_DATA IN THIS EXERCISE_
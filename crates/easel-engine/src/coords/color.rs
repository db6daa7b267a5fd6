use rand::Rng;

/// Straight-alpha RGBA color with channels in `[0, 1]`.
///
/// This is the canonical in-memory color representation. Byte encodings
/// (`to_unorm8`) only exist as a transport format for vertex buffers.
#[derive(Debug, Copy, Clone, Default, PartialEq)]
pub struct ColorRgba {
    pub r: f32,
    pub g: f32,
    pub b: f32,
    pub a: f32,
}

impl ColorRgba {
    #[inline]
    pub const fn new(r: f32, g: f32, b: f32, a: f32) -> Self {
        Self { r, g, b, a }
    }

    #[inline]
    pub const fn transparent() -> Self {
        Self::new(0.0, 0.0, 0.0, 0.0)
    }

    #[inline]
    pub const fn black() -> Self {
        Self::new(0.0, 0.0, 0.0, 1.0)
    }

    #[inline]
    pub const fn white() -> Self {
        Self::new(1.0, 1.0, 1.0, 1.0)
    }

    /// Random opaque color, each channel uniform in `[0, 1)`.
    pub fn random_opaque<R: Rng>(rng: &mut R) -> Self {
        Self::new(rng.r#gen(), rng.r#gen(), rng.r#gen(), 1.0)
    }

    #[inline]
    pub fn is_finite(self) -> bool {
        self.r.is_finite() && self.g.is_finite() && self.b.is_finite() && self.a.is_finite()
    }

    #[inline]
    pub const fn to_array(self) -> [f32; 4] {
        [self.r, self.g, self.b, self.a]
    }

    /// Encodes the color as normalized bytes (`0.0 → 0`, `1.0 → 255`).
    ///
    /// Channels outside `[0, 1]` are clamped.
    #[inline]
    pub fn to_unorm8(self) -> [u8; 4] {
        let q = |c: f32| (c.clamp(0.0, 1.0) * 255.0).round() as u8;
        [q(self.r), q(self.g), q(self.b), q(self.a)]
    }

    /// Decodes normalized bytes back to `[0, 1]` channels.
    #[inline]
    pub fn from_unorm8(bytes: [u8; 4]) -> Self {
        let d = |b: u8| b as f32 / 255.0;
        Self::new(d(bytes[0]), d(bytes[1]), d(bytes[2]), d(bytes[3]))
    }
}

#[cfg(test)]
mod tests {
    use super::*;
    use rand::SeedableRng;
    use rand::rngs::StdRng;

    #[test]
    fn unorm8_endpoints() {
        assert_eq!(ColorRgba::white().to_unorm8(), [255, 255, 255, 255]);
        assert_eq!(ColorRgba::transparent().to_unorm8(), [0, 0, 0, 0]);
    }

    #[test]
    fn unorm8_clamps_out_of_range() {
        assert_eq!(ColorRgba::new(-0.5, 2.0, 0.5, 1.0).to_unorm8(), [0, 255, 128, 255]);
    }

    #[test]
    fn from_unorm8_restores_endpoints() {
        assert_eq!(ColorRgba::from_unorm8([255, 0, 255, 0]), ColorRgba::new(1.0, 0.0, 1.0, 0.0));
    }

    #[test]
    fn random_opaque_stays_in_unit_range() {
        let mut rng = StdRng::seed_from_u64(7);
        for _ in 0..32 {
            let c = ColorRgba::random_opaque(&mut rng);
            assert!((0.0..1.0).contains(&c.r));
            assert!((0.0..1.0).contains(&c.g));
            assert!((0.0..1.0).contains(&c.b));
            assert_eq!(c.a, 1.0);
        }
    }
}
//! Backend-independent object bookkeeping.
//!
//! Both backends keep shader/program/vertex-array state here and layer their
//! own resources (or call logs) on top.

use std::collections::{BTreeMap, HashMap};

use crate::shader::{ProgramReflection, StageReflection, link_stages, reflect_stage};

use super::{AttribPointer, BufferId, ProgramId, ScalarClass, ShaderId, ShaderKind, UniformLocation, VertexArrayId};

pub(crate) struct ShaderObject {
    pub kind: ShaderKind,
    pub compiled: Option<StageReflection>,
    pub log: String,
}

pub(crate) struct ProgramObject {
    pub attached: Vec<ShaderId>,
    pub linked: Option<ProgramReflection>,
    pub log: String,
}

#[derive(Debug, Copy, Clone, PartialEq, Eq, Default)]
pub(crate) struct AttributeState {
    pub enabled: bool,
    pub source: Option<(BufferId, AttribPointer)>,
}

#[derive(Default)]
pub(crate) struct VertexArrayObject {
    pub attributes: BTreeMap<u32, AttributeState>,
}

impl VertexArrayObject {
    /// Enabled attributes with a registered source, ordered by location.
    pub fn active_attributes(&self) -> impl Iterator<Item = (u32, BufferId, AttribPointer)> + '_ {
        self.attributes.iter().filter_map(|(&loc, a)| match a.source {
            Some((buffer, ptr)) if a.enabled => Some((loc, buffer, ptr)),
            _ => None,
        })
    }
}

#[derive(Default)]
pub(crate) struct ObjectTable {
    next_id: u32,
    shaders: HashMap<ShaderId, ShaderObject>,
    programs: HashMap<ProgramId, ProgramObject>,
    vertex_arrays: HashMap<VertexArrayId, VertexArrayObject>,
    buffers: HashMap<BufferId, usize>,
}

impl ObjectTable {
    fn alloc(&mut self) -> u32 {
        self.next_id += 1;
        self.next_id
    }

    // ── shaders ───────────────────────────────────────────────────────────

    pub fn create_shader(&mut self, kind: ShaderKind) -> ShaderId {
        let id = ShaderId(self.alloc());
        self.shaders.insert(
            id,
            ShaderObject {
                kind,
                compiled: None,
                log: String::new(),
            },
        );
        id
    }

    /// Compiles `source` into `shader`. Returns whether compilation succeeded.
    pub fn compile_shader(&mut self, shader: ShaderId, source: &str) -> bool {
        let Some(obj) = self.shaders.get_mut(&shader) else {
            log::warn!("compile_shader: unknown shader {shader:?}");
            return false;
        };

        match reflect_stage(obj.kind, source) {
            Ok(reflection) => {
                obj.compiled = Some(reflection);
                obj.log.clear();
                true
            }
            Err(log) => {
                obj.compiled = None;
                obj.log = log;
                false
            }
        }
    }

    pub fn shader(&self, shader: ShaderId) -> Option<&ShaderObject> {
        self.shaders.get(&shader)
    }

    pub fn shader_compiled(&self, shader: ShaderId) -> bool {
        self.shader(shader).is_some_and(|s| s.compiled.is_some())
    }

    pub fn shader_info_log(&self, shader: ShaderId) -> String {
        self.shader(shader).map(|s| s.log.clone()).unwrap_or_default()
    }

    pub fn delete_shader(&mut self, shader: ShaderId) -> bool {
        self.shaders.remove(&shader).is_some()
    }

    // ── programs ──────────────────────────────────────────────────────────

    pub fn create_program(&mut self) -> ProgramId {
        let id = ProgramId(self.alloc());
        self.programs.insert(
            id,
            ProgramObject {
                attached: Vec::new(),
                linked: None,
                log: String::new(),
            },
        );
        id
    }

    pub fn attach_shader(&mut self, program: ProgramId, shader: ShaderId) {
        match self.programs.get_mut(&program) {
            Some(p) if !p.attached.contains(&shader) => p.attached.push(shader),
            Some(_) => {}
            None => log::warn!("attach_shader: unknown program {program:?}"),
        }
    }

    /// Links the attached stages. Returns whether linking succeeded.
    pub fn link_program(&mut self, program: ProgramId) -> bool {
        let Some(p) = self.programs.get(&program) else {
            log::warn!("link_program: unknown program {program:?}");
            return false;
        };

        let result = self.stage_for(p, ShaderKind::Vertex).and_then(|vs| {
            let fs = self.stage_for(p, ShaderKind::Fragment)?;
            link_stages(vs, fs)
        });

        let Some(p) = self.programs.get_mut(&program) else { return false };
        match result {
            Ok(reflection) => {
                p.linked = Some(reflection);
                p.log.clear();
                true
            }
            Err(log) => {
                p.linked = None;
                p.log = log;
                false
            }
        }
    }

    fn stage_for(&self, program: &ProgramObject, kind: ShaderKind) -> Result<&StageReflection, String> {
        let mut attached = program
            .attached
            .iter()
            .filter_map(|id| self.shaders.get(id))
            .filter(|s| s.kind == kind);

        let shader = attached
            .next()
            .ok_or_else(|| format!("no {kind} shader attached"))?;
        if attached.next().is_some() {
            return Err(format!("more than one {kind} shader attached"));
        }
        shader
            .compiled
            .as_ref()
            .ok_or_else(|| format!("attached {kind} shader is not compiled"))
    }

    pub fn program(&self, program: ProgramId) -> Option<&ProgramObject> {
        self.programs.get(&program)
    }

    pub fn linked(&self, program: ProgramId) -> Option<&ProgramReflection> {
        self.program(program).and_then(|p| p.linked.as_ref())
    }

    /// `(vertex, fragment)` shaders a linked program was built from.
    pub fn linked_stages(&self, program: ProgramId) -> Option<(ShaderId, ShaderId)> {
        let p = self.programs.get(&program)?;
        p.linked.as_ref()?;

        let find = |kind: ShaderKind| {
            p.attached
                .iter()
                .copied()
                .find(|id| self.shaders.get(id).is_some_and(|s| s.kind == kind))
        };
        Some((find(ShaderKind::Vertex)?, find(ShaderKind::Fragment)?))
    }

    pub fn program_info_log(&self, program: ProgramId) -> String {
        self.program(program).map(|p| p.log.clone()).unwrap_or_default()
    }

    pub fn delete_program(&mut self, program: ProgramId) -> bool {
        self.programs.remove(&program).is_some()
    }

    pub fn attrib_location(&self, program: ProgramId, name: &str) -> Option<u32> {
        self.linked(program)?.attribute(name).map(|a| a.location)
    }

    pub fn attrib_scalar(&self, program: ProgramId, name: &str) -> Option<ScalarClass> {
        self.linked(program)?.attribute(name).map(|a| a.scalar)
    }

    pub fn uniform_declared(&self, program: ProgramId, name: &str) -> bool {
        self.linked(program).is_some_and(|p| p.uniform(name).is_some())
    }

    pub fn uniform_location(&self, program: ProgramId, name: &str) -> Option<UniformLocation> {
        let (index, decl) = self.linked(program)?.uniform(name)?;
        let Some(kind) = decl.kind else {
            log::debug!("uniform `{name}` has a type that cannot be set as vec2/vec4");
            return None;
        };
        Some(UniformLocation { program, index, kind })
    }

    // ── buffers ───────────────────────────────────────────────────────────

    pub fn create_buffer(&mut self) -> BufferId {
        let id = BufferId(self.alloc());
        self.buffers.insert(id, 0);
        id
    }

    /// Records the new byte length of `buffer`. Returns `false` for unknown buffers.
    pub fn set_buffer_len(&mut self, buffer: BufferId, len: usize) -> bool {
        match self.buffers.get_mut(&buffer) {
            Some(l) => {
                *l = len;
                true
            }
            None => {
                log::warn!("buffer_data: unknown buffer {buffer:?}");
                false
            }
        }
    }

    pub fn buffer_len(&self, buffer: BufferId) -> Option<usize> {
        self.buffers.get(&buffer).copied()
    }

    // ── vertex arrays ─────────────────────────────────────────────────────

    pub fn create_vertex_array(&mut self) -> VertexArrayId {
        let id = VertexArrayId(self.alloc());
        self.vertex_arrays.insert(id, VertexArrayObject::default());
        id
    }

    pub fn vertex_array(&self, vao: VertexArrayId) -> Option<&VertexArrayObject> {
        self.vertex_arrays.get(&vao)
    }

    pub fn enable_vertex_attrib(&mut self, vao: VertexArrayId, location: u32) -> bool {
        let Some(v) = self.vertex_arrays.get_mut(&vao) else {
            log::warn!("enable_vertex_attrib: unknown vertex array {vao:?}");
            return false;
        };
        v.attributes.entry(location).or_default().enabled = true;
        true
    }

    pub fn vertex_attrib_pointer(
        &mut self,
        vao: VertexArrayId,
        location: u32,
        buffer: BufferId,
        pointer: AttribPointer,
    ) -> bool {
        if !self.buffers.contains_key(&buffer) {
            log::warn!("vertex_attrib_pointer: unknown buffer {buffer:?}");
            return false;
        }
        let Some(v) = self.vertex_arrays.get_mut(&vao) else {
            log::warn!("vertex_attrib_pointer: unknown vertex array {vao:?}");
            return false;
        };
        v.attributes.entry(location).or_default().source = Some((buffer, pointer));
        true
    }
}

_WHAT THE EXERCISE ASKS_
Ending with the line containing "representation. Byte encodings", please print exactly the lines of the material above from its first line onward, and nothing else.

_RESPONSE TO THIS TASK_
filename crates/easel-engine/src/coords/color.rs
repository db6daa7b267a5fd6
use rand::Rng;

/// Straight-alpha RGBA color with channels in `[0, 1]`.
///
/// This is the canonical in-memory color representation. Byte encodings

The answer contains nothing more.